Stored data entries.
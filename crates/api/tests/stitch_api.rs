//! End-to-end stitching through the HTTP API with a scripted engine.

mod common;

use std::time::Duration;

use axum::http::StatusCode;
use common::{
    body_bytes, body_json, entries, get, multipart_body, post_empty, post_json, post_multipart,
    TestApp, JPEG_BYTES, STITCH_HANG, STITCH_NO_OVERLAP, STITCH_OK,
};
use pivot_core::failure::FailureKind;
use pivot_core::job::JobState;
use pivot_core::store::JobStore;
use serde_json::{json, Value};

/// Poll a job record until `done` accepts it.
async fn wait_for_job(app: &TestApp, job_id: &str, done: impl Fn(&Value) -> bool) -> Value {
    for _ in 0..200 {
        let response = get(app.router.clone(), &format!("/api/v1/jobs/{job_id}")).await;
        assert_eq!(response.status(), StatusCode::OK);
        let record = body_json(response).await["data"].clone();
        if done(&record) {
            return record;
        }
        tokio::time::sleep(Duration::from_millis(50)).await;
    }
    panic!("job {job_id} never reached the expected state");
}

// ---------------------------------------------------------------------------
// Synchronous stitching
// ---------------------------------------------------------------------------

#[tokio::test]
async fn stitch_returns_result_ref_that_can_be_downloaded() {
    let app = TestApp::new(STITCH_OK);
    app.add_images(&["left.jpg", "right.jpg"]);

    let response = post_json(
        app.router.clone(),
        "/api/v1/stitch",
        json!({ "panoramaName": "Harbour", "sourceRefs": ["left.jpg", "right.jpg"] }),
    )
    .await;
    assert_eq!(response.status(), StatusCode::OK);

    let json = body_json(response).await;
    assert_eq!(json["message"], "Panorama stitched successfully");
    assert!(json["jobId"].is_string());
    assert!(!json["trace"].as_array().unwrap().is_empty());

    let result_ref = json["resultRef"].as_str().unwrap().to_string();
    assert!(result_ref.starts_with("/api/v1/panoramas/"));
    assert!(result_ref.ends_with(".jpg"));

    let download = get(app.router.clone(), &result_ref).await;
    assert_eq!(download.status(), StatusCode::OK);
    assert_eq!(download.headers()["content-type"], "image/jpeg");
    // The scripted engine copies its first input.
    assert_eq!(body_bytes(download).await, app.catalog_file("left.jpg"));

    let thumbnail_ref = json["thumbnailRef"].as_str().unwrap().to_string();
    assert_eq!(thumbnail_ref, result_ref.replace(".jpg", "_thumb.jpg"));
    let thumbnail = get(app.router.clone(), &thumbnail_ref).await;
    assert_eq!(thumbnail.status(), StatusCode::OK);
    let preview = image::load_from_memory(&body_bytes(thumbnail).await).expect("decode");
    assert_eq!((preview.width(), preview.height()), (800, 200));

    // Workspaces are gone, the published result is not.
    assert_eq!(entries(&app.staging_root()), 0);
    assert_eq!(entries(&app.remote_root()), 0);
}

#[tokio::test]
async fn request_timeout_cancels_and_cleans_up_the_job() {
    let app = TestApp::with_config(STITCH_HANG, |config| config.request_timeout_secs = 2);
    app.add_images(&["a.jpg", "b.jpg"]);

    let response = post_json(
        app.router.clone(),
        "/api/v1/stitch",
        json!({ "panoramaName": "Slow", "sourceRefs": ["a.jpg", "b.jpg"] }),
    )
    .await;
    assert_eq!(response.status(), StatusCode::REQUEST_TIMEOUT);

    // The dropped request cancelled the job; wait for its cleanup.
    assert!(app.state.jobs.shutdown(Duration::from_secs(10)).await);

    let records = app.store.list_recent(10).await.expect("list");
    assert_eq!(records.len(), 1);
    let record = &records[0];
    assert_eq!(record.state, JobState::Failed);
    assert_eq!(record.failure_kind, Some(FailureKind::Cancelled));
    assert!(record.result_ref.is_none());

    assert_eq!(entries(&app.staging_root()), 0);
    assert_eq!(entries(&app.remote_root()), 0);
}

#[tokio::test]
async fn empty_source_refs_fail_with_trace() {
    let app = TestApp::new(STITCH_OK);

    let response = post_json(app.router.clone(), "/api/v1/stitch", json!({ "sourceRefs": [] })).await;
    assert_eq!(response.status(), StatusCode::BAD_REQUEST);

    let json = body_json(response).await;
    assert_eq!(json["code"], "INVALID_INPUT");
    assert!(json["jobId"].is_string());
    assert!(!json["trace"].as_array().unwrap().is_empty());
}

#[tokio::test]
async fn insufficient_overlap_is_unprocessable() {
    let app = TestApp::new(STITCH_NO_OVERLAP);
    app.add_images(&["sky.jpg", "floor.jpg"]);

    let response = post_json(
        app.router.clone(),
        "/api/v1/stitch",
        json!({ "sourceRefs": ["sky.jpg", "floor.jpg"] }),
    )
    .await;
    assert_eq!(response.status(), StatusCode::UNPROCESSABLE_ENTITY);

    let json = body_json(response).await;
    assert_eq!(json["code"], "INSUFFICIENT_OVERLAP");
    assert!(json["detail"].is_string());
    assert_eq!(entries(&app.remote_root()), 0);
}

#[tokio::test]
async fn missing_sources_are_skipped() {
    let app = TestApp::new(STITCH_OK);
    app.add_images(&["a.jpg", "b.jpg"]);

    let response = post_json(
        app.router.clone(),
        "/api/v1/stitch",
        json!({ "sourceRefs": ["a.jpg", "missing.jpg", "b.jpg"] }),
    )
    .await;
    assert_eq!(response.status(), StatusCode::OK);

    let json = body_json(response).await;
    let trace = json["trace"].as_array().unwrap();
    assert!(trace
        .iter()
        .any(|e| e["message"].as_str().unwrap().contains("missing.jpg")));
}

// ---------------------------------------------------------------------------
// Multipart uploads
// ---------------------------------------------------------------------------

#[tokio::test]
async fn upload_stitches_without_catalog() {
    let app = TestApp::upload_only(STITCH_OK);
    let (content_type, body) = multipart_body(&[
        ("panoramaName", None, "text/plain", b"Ridge"),
        ("files", Some("one.jpg"), "image/jpeg", JPEG_BYTES),
        ("files", Some("two.jpg"), "image/jpeg", JPEG_BYTES),
    ]);

    let response =
        post_multipart(app.router.clone(), "/api/v1/stitch/upload", content_type, body).await;
    assert_eq!(response.status(), StatusCode::OK);

    let json = body_json(response).await;
    assert!(json["resultRef"].as_str().unwrap().ends_with(".jpg"));
}

#[tokio::test]
async fn upload_rejects_non_image_parts() {
    let app = TestApp::upload_only(STITCH_OK);
    let (content_type, body) = multipart_body(&[
        ("files", Some("one.jpg"), "image/jpeg", JPEG_BYTES),
        ("files", Some("notes.txt"), "text/plain", b"hello"),
    ]);

    let response =
        post_multipart(app.router.clone(), "/api/v1/stitch/upload", content_type, body).await;
    assert_eq!(response.status(), StatusCode::BAD_REQUEST);

    let json = body_json(response).await;
    assert!(json["error"].as_str().unwrap().contains("notes.txt"));
    // Nothing was started.
    assert_eq!(entries(&app.staging_root()), 0);
}

// ---------------------------------------------------------------------------
// Background jobs
// ---------------------------------------------------------------------------

#[tokio::test]
async fn background_job_completes_and_is_listed() {
    let app = TestApp::new(STITCH_OK);
    app.add_images(&["a.jpg", "b.jpg"]);

    let response = post_json(
        app.router.clone(),
        "/api/v1/jobs",
        json!({ "panoramaName": "Valley", "sourceRefs": ["a.jpg", "b.jpg"] }),
    )
    .await;
    assert_eq!(response.status(), StatusCode::ACCEPTED);

    let ack = body_json(response).await;
    let job_id = ack["data"]["jobId"].as_str().unwrap().to_string();
    assert_eq!(ack["data"]["state"], "CREATED");

    let record = wait_for_job(&app, &job_id, |r| r["state"] == "COMPLETE").await;
    assert!(record["resultRef"].as_str().unwrap().contains(&job_id));
    assert!(record["failureKind"].is_null());

    let list = body_json(get(app.router.clone(), "/api/v1/jobs?limit=5").await).await;
    assert_eq!(list["data"].as_array().unwrap().len(), 1);

    // Finished jobs cannot be cancelled.
    let cancel = post_empty(app.router.clone(), &format!("/api/v1/jobs/{job_id}/cancel")).await;
    assert_eq!(cancel.status(), StatusCode::CONFLICT);
}

#[tokio::test]
async fn background_job_can_be_cancelled() {
    let app = TestApp::new(STITCH_HANG);
    app.add_images(&["a.jpg", "b.jpg"]);

    let response = post_json(
        app.router.clone(),
        "/api/v1/jobs",
        json!({ "sourceRefs": ["a.jpg", "b.jpg"] }),
    )
    .await;
    let job_id = body_json(response).await["data"]["jobId"]
        .as_str()
        .unwrap()
        .to_string();

    wait_for_job(&app, &job_id, |r| r["state"] == "PROJECT_CREATED").await;

    let cancel = post_empty(app.router.clone(), &format!("/api/v1/jobs/{job_id}/cancel")).await;
    assert_eq!(cancel.status(), StatusCode::ACCEPTED);

    let record = wait_for_job(&app, &job_id, |r| r["state"] == "FAILED").await;
    assert_eq!(record["failureKind"], "CANCELLED");

    assert!(app.state.jobs.shutdown(Duration::from_secs(5)).await);
    assert_eq!(entries(&app.staging_root()), 0);
    assert_eq!(entries(&app.remote_root()), 0);
}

Problem. Only lines containing the word "ACCEPTED" matter here: count them in the entries and give the number, nothing else.

Answer space. 2